(Collected data)
· · · ·

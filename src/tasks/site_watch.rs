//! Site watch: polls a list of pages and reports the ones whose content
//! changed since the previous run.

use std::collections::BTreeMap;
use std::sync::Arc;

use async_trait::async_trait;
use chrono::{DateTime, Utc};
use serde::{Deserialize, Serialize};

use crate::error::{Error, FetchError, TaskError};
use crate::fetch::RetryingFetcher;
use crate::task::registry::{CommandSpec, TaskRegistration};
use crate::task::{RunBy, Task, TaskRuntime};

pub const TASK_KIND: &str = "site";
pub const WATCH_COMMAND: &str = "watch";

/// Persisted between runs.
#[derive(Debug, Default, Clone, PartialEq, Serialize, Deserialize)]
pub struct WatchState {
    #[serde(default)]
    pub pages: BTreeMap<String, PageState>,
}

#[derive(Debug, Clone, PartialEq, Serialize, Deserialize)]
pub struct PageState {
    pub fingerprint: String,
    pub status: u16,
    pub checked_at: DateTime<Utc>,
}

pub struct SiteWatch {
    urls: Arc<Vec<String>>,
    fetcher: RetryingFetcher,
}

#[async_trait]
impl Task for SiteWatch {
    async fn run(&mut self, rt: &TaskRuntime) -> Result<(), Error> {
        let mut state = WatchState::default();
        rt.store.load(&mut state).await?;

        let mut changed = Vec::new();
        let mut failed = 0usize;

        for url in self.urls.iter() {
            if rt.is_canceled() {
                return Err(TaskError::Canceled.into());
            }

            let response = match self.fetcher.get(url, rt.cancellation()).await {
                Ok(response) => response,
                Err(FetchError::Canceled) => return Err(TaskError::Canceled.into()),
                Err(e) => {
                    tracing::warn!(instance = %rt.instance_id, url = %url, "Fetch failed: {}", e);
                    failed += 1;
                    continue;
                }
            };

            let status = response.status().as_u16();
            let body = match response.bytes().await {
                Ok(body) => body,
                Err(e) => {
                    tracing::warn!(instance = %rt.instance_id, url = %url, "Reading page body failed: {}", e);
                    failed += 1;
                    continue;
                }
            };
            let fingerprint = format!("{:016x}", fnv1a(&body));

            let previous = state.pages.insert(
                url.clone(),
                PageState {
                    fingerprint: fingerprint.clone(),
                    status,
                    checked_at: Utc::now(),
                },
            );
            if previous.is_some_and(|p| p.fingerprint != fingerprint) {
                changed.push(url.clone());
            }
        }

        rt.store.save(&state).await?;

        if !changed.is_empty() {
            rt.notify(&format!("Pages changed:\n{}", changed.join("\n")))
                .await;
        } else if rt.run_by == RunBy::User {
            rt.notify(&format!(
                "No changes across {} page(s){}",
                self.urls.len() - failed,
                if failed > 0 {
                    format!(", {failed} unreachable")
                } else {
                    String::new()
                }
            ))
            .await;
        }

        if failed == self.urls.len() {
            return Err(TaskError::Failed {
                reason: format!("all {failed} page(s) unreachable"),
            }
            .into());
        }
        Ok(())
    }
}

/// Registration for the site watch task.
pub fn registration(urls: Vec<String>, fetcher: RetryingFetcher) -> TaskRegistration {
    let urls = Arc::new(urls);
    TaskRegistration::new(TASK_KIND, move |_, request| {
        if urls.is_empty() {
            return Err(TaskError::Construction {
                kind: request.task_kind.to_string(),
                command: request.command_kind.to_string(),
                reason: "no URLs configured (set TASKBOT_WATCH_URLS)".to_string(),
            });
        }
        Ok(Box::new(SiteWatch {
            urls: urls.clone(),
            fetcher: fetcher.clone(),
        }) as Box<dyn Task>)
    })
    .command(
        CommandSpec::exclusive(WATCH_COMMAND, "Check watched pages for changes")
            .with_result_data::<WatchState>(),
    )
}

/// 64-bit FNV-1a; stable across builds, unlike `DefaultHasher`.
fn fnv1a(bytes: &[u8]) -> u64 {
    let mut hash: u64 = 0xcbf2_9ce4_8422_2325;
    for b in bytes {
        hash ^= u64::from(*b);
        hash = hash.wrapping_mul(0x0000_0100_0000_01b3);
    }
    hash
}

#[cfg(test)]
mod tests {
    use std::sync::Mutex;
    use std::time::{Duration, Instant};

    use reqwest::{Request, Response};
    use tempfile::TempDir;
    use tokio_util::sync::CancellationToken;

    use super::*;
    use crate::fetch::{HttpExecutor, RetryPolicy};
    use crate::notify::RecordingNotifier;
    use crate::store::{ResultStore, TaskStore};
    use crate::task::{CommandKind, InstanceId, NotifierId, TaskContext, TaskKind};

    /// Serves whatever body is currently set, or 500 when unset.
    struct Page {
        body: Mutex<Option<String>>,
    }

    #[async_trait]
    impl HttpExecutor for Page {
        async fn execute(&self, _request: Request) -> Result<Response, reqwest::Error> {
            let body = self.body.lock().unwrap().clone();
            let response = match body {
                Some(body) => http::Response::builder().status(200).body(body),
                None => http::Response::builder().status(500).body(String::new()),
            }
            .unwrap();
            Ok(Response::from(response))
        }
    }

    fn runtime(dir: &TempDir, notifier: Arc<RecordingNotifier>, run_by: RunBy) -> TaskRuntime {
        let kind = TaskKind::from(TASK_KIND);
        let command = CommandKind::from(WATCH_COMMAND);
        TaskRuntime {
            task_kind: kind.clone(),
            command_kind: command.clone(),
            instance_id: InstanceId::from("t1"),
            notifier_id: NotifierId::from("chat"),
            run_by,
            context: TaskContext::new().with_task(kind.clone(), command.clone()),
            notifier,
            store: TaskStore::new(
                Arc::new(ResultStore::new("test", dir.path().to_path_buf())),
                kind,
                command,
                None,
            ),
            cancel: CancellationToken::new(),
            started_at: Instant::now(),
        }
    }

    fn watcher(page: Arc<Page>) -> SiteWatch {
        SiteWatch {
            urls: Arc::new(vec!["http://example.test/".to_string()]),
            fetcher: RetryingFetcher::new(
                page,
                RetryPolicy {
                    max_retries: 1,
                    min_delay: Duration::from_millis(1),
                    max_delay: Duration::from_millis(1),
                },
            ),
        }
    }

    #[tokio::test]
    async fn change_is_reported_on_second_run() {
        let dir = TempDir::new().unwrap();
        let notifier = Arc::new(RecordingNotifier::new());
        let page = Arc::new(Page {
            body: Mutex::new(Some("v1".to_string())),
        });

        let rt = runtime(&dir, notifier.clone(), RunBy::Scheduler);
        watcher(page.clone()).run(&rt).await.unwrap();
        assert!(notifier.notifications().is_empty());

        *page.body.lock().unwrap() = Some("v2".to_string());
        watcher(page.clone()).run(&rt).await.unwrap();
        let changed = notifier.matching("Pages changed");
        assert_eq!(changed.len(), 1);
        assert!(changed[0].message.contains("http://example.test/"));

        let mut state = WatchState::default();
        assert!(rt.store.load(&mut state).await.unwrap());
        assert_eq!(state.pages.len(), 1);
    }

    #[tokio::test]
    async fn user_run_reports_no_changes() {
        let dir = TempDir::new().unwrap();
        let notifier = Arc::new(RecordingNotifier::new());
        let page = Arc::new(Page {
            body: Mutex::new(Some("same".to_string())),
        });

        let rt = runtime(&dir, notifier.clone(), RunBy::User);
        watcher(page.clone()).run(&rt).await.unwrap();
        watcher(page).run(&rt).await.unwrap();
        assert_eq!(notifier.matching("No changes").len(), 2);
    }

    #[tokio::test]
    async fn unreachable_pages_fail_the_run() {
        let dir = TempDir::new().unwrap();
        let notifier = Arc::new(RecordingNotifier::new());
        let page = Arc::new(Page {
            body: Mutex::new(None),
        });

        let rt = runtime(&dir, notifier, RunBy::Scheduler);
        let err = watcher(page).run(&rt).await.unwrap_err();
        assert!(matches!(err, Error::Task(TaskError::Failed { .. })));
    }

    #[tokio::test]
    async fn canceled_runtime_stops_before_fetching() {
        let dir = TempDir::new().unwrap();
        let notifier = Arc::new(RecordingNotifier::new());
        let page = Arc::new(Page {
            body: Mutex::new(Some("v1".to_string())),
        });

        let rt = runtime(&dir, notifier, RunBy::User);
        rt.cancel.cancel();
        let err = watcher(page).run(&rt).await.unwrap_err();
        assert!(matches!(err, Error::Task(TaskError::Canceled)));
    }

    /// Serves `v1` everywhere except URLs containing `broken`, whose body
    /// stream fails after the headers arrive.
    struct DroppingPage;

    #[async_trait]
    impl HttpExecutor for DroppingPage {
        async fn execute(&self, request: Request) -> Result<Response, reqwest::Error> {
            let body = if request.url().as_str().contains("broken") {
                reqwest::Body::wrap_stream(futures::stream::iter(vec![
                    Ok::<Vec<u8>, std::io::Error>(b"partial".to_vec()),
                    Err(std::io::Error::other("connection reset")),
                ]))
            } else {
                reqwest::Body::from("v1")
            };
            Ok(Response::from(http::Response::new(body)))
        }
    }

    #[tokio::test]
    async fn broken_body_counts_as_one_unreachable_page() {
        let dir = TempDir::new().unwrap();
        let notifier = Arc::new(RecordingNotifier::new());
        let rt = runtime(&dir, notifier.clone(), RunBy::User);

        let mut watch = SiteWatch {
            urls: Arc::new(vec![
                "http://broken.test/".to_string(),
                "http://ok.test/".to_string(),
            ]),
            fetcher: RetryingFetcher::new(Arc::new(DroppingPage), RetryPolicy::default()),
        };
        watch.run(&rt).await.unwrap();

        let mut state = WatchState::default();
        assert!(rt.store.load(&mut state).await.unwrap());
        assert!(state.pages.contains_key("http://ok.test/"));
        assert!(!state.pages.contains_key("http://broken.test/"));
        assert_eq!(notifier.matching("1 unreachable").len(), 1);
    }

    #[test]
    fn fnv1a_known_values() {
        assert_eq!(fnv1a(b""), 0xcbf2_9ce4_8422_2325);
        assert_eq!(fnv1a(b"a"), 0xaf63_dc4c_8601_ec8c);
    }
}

· · · ·

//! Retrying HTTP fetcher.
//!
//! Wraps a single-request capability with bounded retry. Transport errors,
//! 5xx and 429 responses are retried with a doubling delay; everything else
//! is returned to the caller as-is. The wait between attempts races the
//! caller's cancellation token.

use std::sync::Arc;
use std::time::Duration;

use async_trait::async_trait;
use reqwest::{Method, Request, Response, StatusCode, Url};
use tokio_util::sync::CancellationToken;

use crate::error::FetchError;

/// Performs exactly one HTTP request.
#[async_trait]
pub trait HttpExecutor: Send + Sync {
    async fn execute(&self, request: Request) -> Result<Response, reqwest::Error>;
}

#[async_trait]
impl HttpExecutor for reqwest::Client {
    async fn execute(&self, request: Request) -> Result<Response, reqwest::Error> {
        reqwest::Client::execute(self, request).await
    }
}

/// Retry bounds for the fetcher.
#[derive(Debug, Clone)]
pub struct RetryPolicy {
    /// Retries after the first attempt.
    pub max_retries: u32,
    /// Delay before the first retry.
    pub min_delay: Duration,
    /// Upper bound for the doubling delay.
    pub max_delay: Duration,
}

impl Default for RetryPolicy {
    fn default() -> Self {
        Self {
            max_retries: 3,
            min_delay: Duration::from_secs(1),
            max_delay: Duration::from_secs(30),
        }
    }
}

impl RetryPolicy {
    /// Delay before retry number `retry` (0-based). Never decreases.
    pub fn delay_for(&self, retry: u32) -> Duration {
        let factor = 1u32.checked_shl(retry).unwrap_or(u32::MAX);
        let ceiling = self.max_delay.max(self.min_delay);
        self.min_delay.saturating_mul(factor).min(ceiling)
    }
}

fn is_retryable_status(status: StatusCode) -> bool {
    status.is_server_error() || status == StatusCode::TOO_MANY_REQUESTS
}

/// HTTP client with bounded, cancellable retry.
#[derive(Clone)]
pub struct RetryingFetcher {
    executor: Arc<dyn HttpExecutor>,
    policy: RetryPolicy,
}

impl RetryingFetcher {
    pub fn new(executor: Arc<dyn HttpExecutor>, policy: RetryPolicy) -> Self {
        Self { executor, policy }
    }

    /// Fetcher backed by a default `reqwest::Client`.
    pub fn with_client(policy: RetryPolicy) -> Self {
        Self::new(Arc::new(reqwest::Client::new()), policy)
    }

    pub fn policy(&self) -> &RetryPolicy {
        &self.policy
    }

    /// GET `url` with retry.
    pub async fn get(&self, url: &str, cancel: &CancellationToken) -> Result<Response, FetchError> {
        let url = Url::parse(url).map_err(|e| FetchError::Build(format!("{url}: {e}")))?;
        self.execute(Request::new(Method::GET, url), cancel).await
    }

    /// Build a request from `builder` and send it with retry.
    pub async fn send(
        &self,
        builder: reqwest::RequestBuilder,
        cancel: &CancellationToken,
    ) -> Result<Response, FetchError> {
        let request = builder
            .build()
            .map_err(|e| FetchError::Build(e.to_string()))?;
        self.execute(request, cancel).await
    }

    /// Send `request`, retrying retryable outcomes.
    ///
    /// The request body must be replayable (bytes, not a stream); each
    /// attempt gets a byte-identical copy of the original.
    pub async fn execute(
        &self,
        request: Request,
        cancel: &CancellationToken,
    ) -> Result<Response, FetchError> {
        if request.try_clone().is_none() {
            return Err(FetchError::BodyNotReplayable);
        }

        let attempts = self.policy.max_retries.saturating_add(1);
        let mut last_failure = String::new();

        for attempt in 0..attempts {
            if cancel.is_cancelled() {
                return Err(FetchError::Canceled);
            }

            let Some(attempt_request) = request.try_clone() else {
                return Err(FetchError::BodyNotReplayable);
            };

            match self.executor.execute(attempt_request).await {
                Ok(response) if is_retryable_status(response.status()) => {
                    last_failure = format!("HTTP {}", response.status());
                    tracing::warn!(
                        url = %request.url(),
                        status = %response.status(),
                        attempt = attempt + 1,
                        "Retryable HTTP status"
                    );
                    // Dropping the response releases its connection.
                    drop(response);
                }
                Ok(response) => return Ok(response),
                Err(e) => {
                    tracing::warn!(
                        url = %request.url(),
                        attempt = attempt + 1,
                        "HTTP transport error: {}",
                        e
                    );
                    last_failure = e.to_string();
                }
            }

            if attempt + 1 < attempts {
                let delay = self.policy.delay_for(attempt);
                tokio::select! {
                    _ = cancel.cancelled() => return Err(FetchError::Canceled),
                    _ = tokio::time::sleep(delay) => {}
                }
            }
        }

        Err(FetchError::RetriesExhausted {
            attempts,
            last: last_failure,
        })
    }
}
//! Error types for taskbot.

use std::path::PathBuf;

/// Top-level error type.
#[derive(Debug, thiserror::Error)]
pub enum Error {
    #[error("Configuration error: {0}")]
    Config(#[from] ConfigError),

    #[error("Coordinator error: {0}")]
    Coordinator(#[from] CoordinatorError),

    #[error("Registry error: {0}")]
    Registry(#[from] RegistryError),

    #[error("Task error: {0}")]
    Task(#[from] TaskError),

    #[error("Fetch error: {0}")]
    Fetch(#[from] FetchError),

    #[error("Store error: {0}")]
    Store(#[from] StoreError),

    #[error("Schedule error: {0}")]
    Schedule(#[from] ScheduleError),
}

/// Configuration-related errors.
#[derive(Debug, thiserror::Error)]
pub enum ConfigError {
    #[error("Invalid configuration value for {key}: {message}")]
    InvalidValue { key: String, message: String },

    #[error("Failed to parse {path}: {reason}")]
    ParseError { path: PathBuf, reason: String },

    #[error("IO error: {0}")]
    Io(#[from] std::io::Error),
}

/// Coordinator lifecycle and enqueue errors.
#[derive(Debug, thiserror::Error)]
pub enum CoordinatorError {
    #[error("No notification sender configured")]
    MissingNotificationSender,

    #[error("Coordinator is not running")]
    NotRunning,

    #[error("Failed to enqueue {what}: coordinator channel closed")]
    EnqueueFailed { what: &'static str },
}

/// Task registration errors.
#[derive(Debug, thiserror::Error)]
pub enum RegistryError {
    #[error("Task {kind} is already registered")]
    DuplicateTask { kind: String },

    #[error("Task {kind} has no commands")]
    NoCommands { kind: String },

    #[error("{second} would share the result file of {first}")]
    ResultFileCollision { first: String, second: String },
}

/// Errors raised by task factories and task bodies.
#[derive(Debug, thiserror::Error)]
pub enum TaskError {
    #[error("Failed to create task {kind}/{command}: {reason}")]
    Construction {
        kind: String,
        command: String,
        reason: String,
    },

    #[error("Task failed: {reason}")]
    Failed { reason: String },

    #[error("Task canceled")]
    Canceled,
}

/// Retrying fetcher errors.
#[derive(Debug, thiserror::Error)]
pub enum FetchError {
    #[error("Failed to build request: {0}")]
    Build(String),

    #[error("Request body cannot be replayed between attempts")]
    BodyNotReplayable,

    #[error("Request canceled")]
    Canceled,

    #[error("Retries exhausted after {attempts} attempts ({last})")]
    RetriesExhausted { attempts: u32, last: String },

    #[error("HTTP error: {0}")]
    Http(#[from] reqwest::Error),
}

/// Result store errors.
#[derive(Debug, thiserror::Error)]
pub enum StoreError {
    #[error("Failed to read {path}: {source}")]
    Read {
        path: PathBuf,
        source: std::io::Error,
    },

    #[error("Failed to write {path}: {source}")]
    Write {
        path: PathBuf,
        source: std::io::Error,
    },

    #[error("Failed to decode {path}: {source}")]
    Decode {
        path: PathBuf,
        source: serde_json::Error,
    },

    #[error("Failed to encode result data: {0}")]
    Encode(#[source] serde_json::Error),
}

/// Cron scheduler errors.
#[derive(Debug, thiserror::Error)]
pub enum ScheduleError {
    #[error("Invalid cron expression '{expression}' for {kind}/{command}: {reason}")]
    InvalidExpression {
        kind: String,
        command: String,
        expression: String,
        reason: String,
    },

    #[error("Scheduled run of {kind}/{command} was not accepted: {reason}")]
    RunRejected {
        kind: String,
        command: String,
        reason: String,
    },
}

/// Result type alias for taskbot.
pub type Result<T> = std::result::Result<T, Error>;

· · · ·

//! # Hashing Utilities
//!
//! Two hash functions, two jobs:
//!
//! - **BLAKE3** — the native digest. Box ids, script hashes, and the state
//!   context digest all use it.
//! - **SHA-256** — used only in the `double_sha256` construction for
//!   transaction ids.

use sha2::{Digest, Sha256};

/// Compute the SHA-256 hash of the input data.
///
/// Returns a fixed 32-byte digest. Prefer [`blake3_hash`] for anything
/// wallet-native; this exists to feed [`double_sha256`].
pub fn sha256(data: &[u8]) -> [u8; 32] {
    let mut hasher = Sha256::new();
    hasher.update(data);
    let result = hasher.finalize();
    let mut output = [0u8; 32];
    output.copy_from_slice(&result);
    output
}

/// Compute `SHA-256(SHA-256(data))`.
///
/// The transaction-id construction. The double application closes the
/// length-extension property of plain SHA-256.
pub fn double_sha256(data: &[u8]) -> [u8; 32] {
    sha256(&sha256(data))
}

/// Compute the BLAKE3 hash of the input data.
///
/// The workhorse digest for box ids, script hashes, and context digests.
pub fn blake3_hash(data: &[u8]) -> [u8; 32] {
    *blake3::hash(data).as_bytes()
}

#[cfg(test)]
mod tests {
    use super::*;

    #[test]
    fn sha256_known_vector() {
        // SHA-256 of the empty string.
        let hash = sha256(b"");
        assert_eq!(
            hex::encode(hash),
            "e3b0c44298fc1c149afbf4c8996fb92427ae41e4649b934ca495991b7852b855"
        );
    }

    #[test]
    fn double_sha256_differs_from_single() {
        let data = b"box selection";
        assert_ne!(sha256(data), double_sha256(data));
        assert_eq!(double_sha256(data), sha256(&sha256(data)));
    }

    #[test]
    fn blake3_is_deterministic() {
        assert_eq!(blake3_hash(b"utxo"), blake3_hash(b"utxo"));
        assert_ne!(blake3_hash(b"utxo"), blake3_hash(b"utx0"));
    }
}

· · · ·

(To do): Within this data, count the lines that include the string "input" and write the number with nothing else.

(Exercise answer): 2